### Exercise goal
Below is a listing. Gather each line of it that contains "remoteUrl".

_ _ _

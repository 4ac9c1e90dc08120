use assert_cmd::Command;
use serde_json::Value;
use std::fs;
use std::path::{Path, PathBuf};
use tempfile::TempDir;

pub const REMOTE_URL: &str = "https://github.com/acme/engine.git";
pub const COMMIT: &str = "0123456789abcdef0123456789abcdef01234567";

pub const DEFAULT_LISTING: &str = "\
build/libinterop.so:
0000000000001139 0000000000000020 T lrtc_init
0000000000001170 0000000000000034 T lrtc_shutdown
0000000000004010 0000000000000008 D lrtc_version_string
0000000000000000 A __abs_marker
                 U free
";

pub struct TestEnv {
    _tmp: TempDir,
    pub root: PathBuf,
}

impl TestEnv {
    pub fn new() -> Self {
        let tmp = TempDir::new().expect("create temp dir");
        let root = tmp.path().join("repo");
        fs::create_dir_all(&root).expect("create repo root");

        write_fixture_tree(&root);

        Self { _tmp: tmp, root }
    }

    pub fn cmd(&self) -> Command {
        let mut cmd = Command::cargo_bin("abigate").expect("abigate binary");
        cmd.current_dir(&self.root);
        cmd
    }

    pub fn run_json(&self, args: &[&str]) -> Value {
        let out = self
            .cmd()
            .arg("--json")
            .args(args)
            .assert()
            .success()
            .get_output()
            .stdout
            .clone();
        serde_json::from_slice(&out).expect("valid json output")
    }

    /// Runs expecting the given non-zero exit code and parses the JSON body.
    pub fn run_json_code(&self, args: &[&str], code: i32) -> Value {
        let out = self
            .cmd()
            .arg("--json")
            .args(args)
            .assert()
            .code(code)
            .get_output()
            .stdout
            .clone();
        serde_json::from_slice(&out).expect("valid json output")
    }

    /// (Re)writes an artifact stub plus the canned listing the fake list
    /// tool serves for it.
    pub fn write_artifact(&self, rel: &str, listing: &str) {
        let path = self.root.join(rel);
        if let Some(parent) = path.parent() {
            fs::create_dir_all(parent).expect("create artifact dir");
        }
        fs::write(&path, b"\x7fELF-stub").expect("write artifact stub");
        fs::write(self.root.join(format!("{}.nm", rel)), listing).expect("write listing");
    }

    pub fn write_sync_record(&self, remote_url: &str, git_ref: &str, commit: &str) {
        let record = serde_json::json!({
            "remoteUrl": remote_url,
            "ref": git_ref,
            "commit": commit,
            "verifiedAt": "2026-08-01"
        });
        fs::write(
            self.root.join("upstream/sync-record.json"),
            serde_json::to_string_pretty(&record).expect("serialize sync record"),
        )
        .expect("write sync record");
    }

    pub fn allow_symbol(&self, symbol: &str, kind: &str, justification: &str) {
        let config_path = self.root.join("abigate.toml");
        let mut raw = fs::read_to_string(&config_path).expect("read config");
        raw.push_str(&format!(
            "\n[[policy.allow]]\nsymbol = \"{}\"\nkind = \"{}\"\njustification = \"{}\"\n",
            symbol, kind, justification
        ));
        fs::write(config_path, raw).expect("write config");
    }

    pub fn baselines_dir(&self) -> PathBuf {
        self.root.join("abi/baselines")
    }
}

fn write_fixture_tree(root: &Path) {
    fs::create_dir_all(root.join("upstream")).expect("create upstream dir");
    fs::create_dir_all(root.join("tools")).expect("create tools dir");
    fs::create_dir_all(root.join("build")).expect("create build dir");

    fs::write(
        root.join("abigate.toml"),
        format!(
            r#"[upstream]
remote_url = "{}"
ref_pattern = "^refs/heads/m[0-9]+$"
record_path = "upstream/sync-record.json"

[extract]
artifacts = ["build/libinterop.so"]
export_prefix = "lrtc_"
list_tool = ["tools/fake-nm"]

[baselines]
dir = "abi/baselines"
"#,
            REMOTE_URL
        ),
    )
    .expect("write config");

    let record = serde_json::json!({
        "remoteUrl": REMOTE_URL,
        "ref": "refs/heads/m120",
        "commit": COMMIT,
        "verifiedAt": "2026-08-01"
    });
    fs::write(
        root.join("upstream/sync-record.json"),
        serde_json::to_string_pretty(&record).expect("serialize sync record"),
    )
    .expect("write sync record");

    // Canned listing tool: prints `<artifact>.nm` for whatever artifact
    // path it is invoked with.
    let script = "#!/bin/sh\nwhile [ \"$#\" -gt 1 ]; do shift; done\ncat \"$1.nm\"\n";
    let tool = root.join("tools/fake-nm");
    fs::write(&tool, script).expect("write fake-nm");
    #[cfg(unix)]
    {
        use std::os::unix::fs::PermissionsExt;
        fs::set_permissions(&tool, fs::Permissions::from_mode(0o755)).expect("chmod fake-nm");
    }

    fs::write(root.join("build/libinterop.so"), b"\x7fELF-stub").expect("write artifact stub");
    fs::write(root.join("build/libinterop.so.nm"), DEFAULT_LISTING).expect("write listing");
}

_ _ _

### Answer to the problem
            "remoteUrl": remote_url,
        "remoteUrl": REMOTE_URL,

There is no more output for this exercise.